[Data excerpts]

* * * * * * *

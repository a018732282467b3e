//! Service configuration.

use std::str::FromStr;

use clipledger_core::{CreditPack, DEFAULT_STARTING_BALANCE};

/// Which storage backend the service runs on.
#[derive(Debug, Clone, Copy, PartialEq, Eq)]
pub enum StoreBackend {
    /// Process-local store; state is lost on restart.
    Memory,
    /// PostgreSQL at `database_url`.
    Postgres,
    /// `RocksDB` under `data_dir` (feature `rocksdb-backend`).
    Rocks,
}

impl FromStr for StoreBackend {
    type Err = String;

    fn from_str(s: &str) -> Result<Self, Self::Err> {
        match s.trim().to_ascii_lowercase().as_str() {
            "memory" => Ok(Self::Memory),
            "postgres" | "postgresql" => Ok(Self::Postgres),
            "rocks" | "rocksdb" => Ok(Self::Rocks),
            other => Err(format!("unknown store backend: {other}")),
        }
    }
}

/// Payment-provider product ids, one per credit pack.
#[derive(Debug, Clone, Default)]
pub struct ProductIds {
    /// Product sold as the starter pack.
    pub starter: Option<String>,
    /// Product sold as the pro pack.
    pub pro: Option<String>,
    /// Product sold as the business pack.
    pub business: Option<String>,
}

impl ProductIds {
    /// Product id configured for `pack`.
    #[must_use]
    pub fn get(&self, pack: CreditPack) -> Option<&str> {
        match pack {
            CreditPack::Starter => self.starter.as_deref(),
            CreditPack::Pro => self.pro.as_deref(),
            CreditPack::Business => self.business.as_deref(),
        }
    }
}

/// Service configuration loaded from environment variables.
#[derive(Debug, Clone)]
pub struct ServiceConfig {
    /// Address to listen on (default: "0.0.0.0:8080").
    pub listen_addr: String,

    /// Storage backend (default: postgres when `DATABASE_URL` is set, memory otherwise).
    pub store_backend: StoreBackend,

    /// PostgreSQL connection string.
    pub database_url: Option<String>,

    /// Maximum PostgreSQL pool size.
    pub database_max_connections: u32,

    /// Path to `RocksDB` data directory (default: "/data/clipledger").
    pub data_dir: String,

    /// JWT issuer (default: `<https://clerk.clipledger.dev>`).
    pub auth_base_url: String,

    /// Expected JWT audience (default: "clipledger").
    pub auth_audience: String,

    /// JWKS location; derived from `auth_base_url` when unset.
    pub jwks_url: Option<String>,

    /// Service API key for worker reports.
    pub service_api_key: Option<String>,

    /// RunPod API base URL.
    pub runpod_base_url: String,

    /// RunPod serverless endpoint id.
    pub runpod_endpoint_id: Option<String>,

    /// RunPod API key.
    pub runpod_api_key: Option<String>,

    /// Dispatch request timeout in seconds.
    pub dispatch_timeout_seconds: u64,

    /// Root directory of the filesystem object store.
    pub object_store_root: String,

    /// Base URL of an HTTP object store; overrides the filesystem store.
    pub object_store_url: Option<String>,

    /// Bearer token for the HTTP object store.
    pub object_store_token: Option<String>,

    /// Public URL prefix for stored objects.
    pub public_url_base: String,

    /// Creem API key (optional). `creem_test_` keys select test mode.
    pub creem_api_key: Option<String>,

    /// Creem API base URL override.
    pub creem_api_base: Option<String>,

    /// Creem webhook signing secret.
    pub creem_webhook_secret: Option<String>,

    /// Product ids per credit pack.
    pub products: ProductIds,

    /// Accept unsigned webhooks when no secret is configured. Development only.
    pub allow_unsigned_webhooks: bool,

    /// Frontend URL for checkout redirects.
    pub frontend_url: String,

    /// CORS allowed origins.
    pub cors_origins: Vec<String>,

    /// Maximum request body size in bytes.
    pub max_body_bytes: usize,

    /// Maximum upload size in bytes.
    pub max_upload_bytes: usize,

    /// Request timeout in seconds.
    pub request_timeout_seconds: u64,

    /// Balance granted to a new account.
    pub starting_balance: i64,

    /// Dispatch attempts before a pending job is failed and refunded.
    pub max_dispatch_attempts: u32,

    /// Seconds between sweeps; 0 disables the sweeper.
    pub sweep_interval_seconds: u64,

    /// Seconds a pending job must sit untouched before it is retried.
    pub dispatch_retry_delay_seconds: u64,
}

impl ServiceConfig {
    /// Load configuration from environment variables.
    #[must_use]
    pub fn from_env() -> Self {
        let defaults = Self::default();
        let database_url = env_opt("DATABASE_URL");

        let store_backend = env_opt("STORE_BACKEND")
            .and_then(|s| match s.parse() {
                Ok(backend) => Some(backend),
                Err(e) => {
                    tracing::warn!(error = %e, "Ignoring STORE_BACKEND");
                    None
                }
            })
            .unwrap_or(if database_url.is_some() {
                StoreBackend::Postgres
            } else {
                StoreBackend::Memory
            });

        Self {
            listen_addr: env_or("LISTEN_ADDR", defaults.listen_addr),
            store_backend,
            database_url,
            database_max_connections: env_parse(
                "DATABASE_MAX_CONNECTIONS",
                defaults.database_max_connections,
            ),
            data_dir: env_or("DATA_DIR", defaults.data_dir),
            auth_base_url: env_or("AUTH_BASE_URL", defaults.auth_base_url),
            auth_audience: env_or("AUTH_AUDIENCE", defaults.auth_audience),
            jwks_url: env_opt("JWKS_URL"),
            service_api_key: env_opt("SERVICE_API_KEY"),
            runpod_base_url: env_or("RUNPOD_BASE_URL", defaults.runpod_base_url),
            runpod_endpoint_id: env_opt("RUNPOD_ENDPOINT_ID"),
            runpod_api_key: env_opt("RUNPOD_API_KEY"),
            dispatch_timeout_seconds: env_parse(
                "DISPATCH_TIMEOUT_SECONDS",
                defaults.dispatch_timeout_seconds,
            ),
            object_store_root: env_or("OBJECT_STORE_ROOT", defaults.object_store_root),
            object_store_url: env_opt("OBJECT_STORE_URL"),
            object_store_token: env_opt("OBJECT_STORE_TOKEN"),
            public_url_base: env_or("PUBLIC_URL_BASE", defaults.public_url_base),
            creem_api_key: env_opt("CREEM_API_KEY"),
            creem_api_base: env_opt("CREEM_API_BASE"),
            creem_webhook_secret: env_opt("CREEM_WEBHOOK_SECRET").map(|s| s.trim().to_string()),
            products: ProductIds {
                starter: env_opt("CREEM_PRODUCT_STARTER"),
                pro: env_opt("CREEM_PRODUCT_PRO"),
                business: env_opt("CREEM_PRODUCT_BUSINESS"),
            },
            allow_unsigned_webhooks: env_parse("ALLOW_UNSIGNED_WEBHOOKS", false),
            frontend_url: env_or("FRONTEND_URL", defaults.frontend_url),
            cors_origins: env_or("CORS_ORIGINS", "*".into())
                .split(',')
                .map(|s| s.trim().to_string())
                .collect(),
            max_body_bytes: env_parse("MAX_BODY_BYTES", defaults.max_body_bytes),
            max_upload_bytes: env_parse("MAX_UPLOAD_BYTES", defaults.max_upload_bytes),
            request_timeout_seconds: env_parse(
                "REQUEST_TIMEOUT_SECONDS",
                defaults.request_timeout_seconds,
            ),
            starting_balance: env_parse("STARTING_BALANCE", defaults.starting_balance),
            max_dispatch_attempts: env_parse(
                "MAX_DISPATCH_ATTEMPTS",
                defaults.max_dispatch_attempts,
            ),
            sweep_interval_seconds: env_parse(
                "SWEEP_INTERVAL_SECONDS",
                defaults.sweep_interval_seconds,
            ),
            dispatch_retry_delay_seconds: env_parse(
                "DISPATCH_RETRY_DELAY_SECONDS",
                defaults.dispatch_retry_delay_seconds,
            ),
        }
    }

    /// JWKS endpoint used to verify user tokens.
    #[must_use]
    pub fn jwks_url(&self) -> String {
        self.jwks_url.clone().unwrap_or_else(|| {
            format!(
                "{}/.well-known/jwks.json",
                self.auth_base_url.trim_end_matches('/')
            )
        })
    }

    /// Whether the configured Creem key is a test-mode key.
    #[must_use]
    pub fn creem_test_mode(&self) -> bool {
        self.creem_api_key
            .as_deref()
            .is_some_and(|k| k.starts_with("creem_test_"))
    }
}

fn env_opt(name: &str) -> Option<String> {
    std::env::var(name).ok().filter(|v| !v.trim().is_empty())
}

fn env_or(name: &str, default: String) -> String {
    env_opt(name).unwrap_or(default)
}

fn env_parse<T: FromStr>(name: &str, default: T) -> T {
    env_opt(name)
        .and_then(|s| s.trim().parse().ok())
        .unwrap_or(default)
}

impl Default for ServiceConfig {
    fn default() -> Self {
        Self {
            listen_addr: "0.0.0.0:8080".into(),
            store_backend: StoreBackend::Memory,
            database_url: None,
            database_max_connections: 10,
            data_dir: "/data/clipledger".into(),
            auth_base_url: "https://clerk.clipledger.dev".into(),
            auth_audience: "clipledger".into(),
            jwks_url: None,
            service_api_key: None,
            runpod_base_url: "https://api.runpod.ai".into(),
            runpod_endpoint_id: None,
            runpod_api_key: None,
            dispatch_timeout_seconds: 15,
            object_store_root: "/data/clipledger/objects".into(),
            object_store_url: None,
            object_store_token: None,
            public_url_base: "http://localhost:8080/objects".into(),
            creem_api_key: None,
            creem_api_base: None,
            creem_webhook_secret: None,
            products: ProductIds::default(),
            allow_unsigned_webhooks: false,
            frontend_url: "http://localhost:3000".into(),
            cors_origins: vec!["*".into()],
            max_body_bytes: 1024 * 1024,
            max_upload_bytes: 512 * 1024 * 1024,
            request_timeout_seconds: 30,
            starting_balance: DEFAULT_STARTING_BALANCE,
            max_dispatch_attempts: 3,
            sweep_interval_seconds: 30,
            dispatch_retry_delay_seconds: 60,
        }
    }
}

* * * * * * *

= What is being asked =
Could you find each line in the entries that contains the string "filesystem" and copy it?

= Written reply =
    /// Root directory of the filesystem object store.
    /// Base URL of an HTTP object store; overrides the filesystem store.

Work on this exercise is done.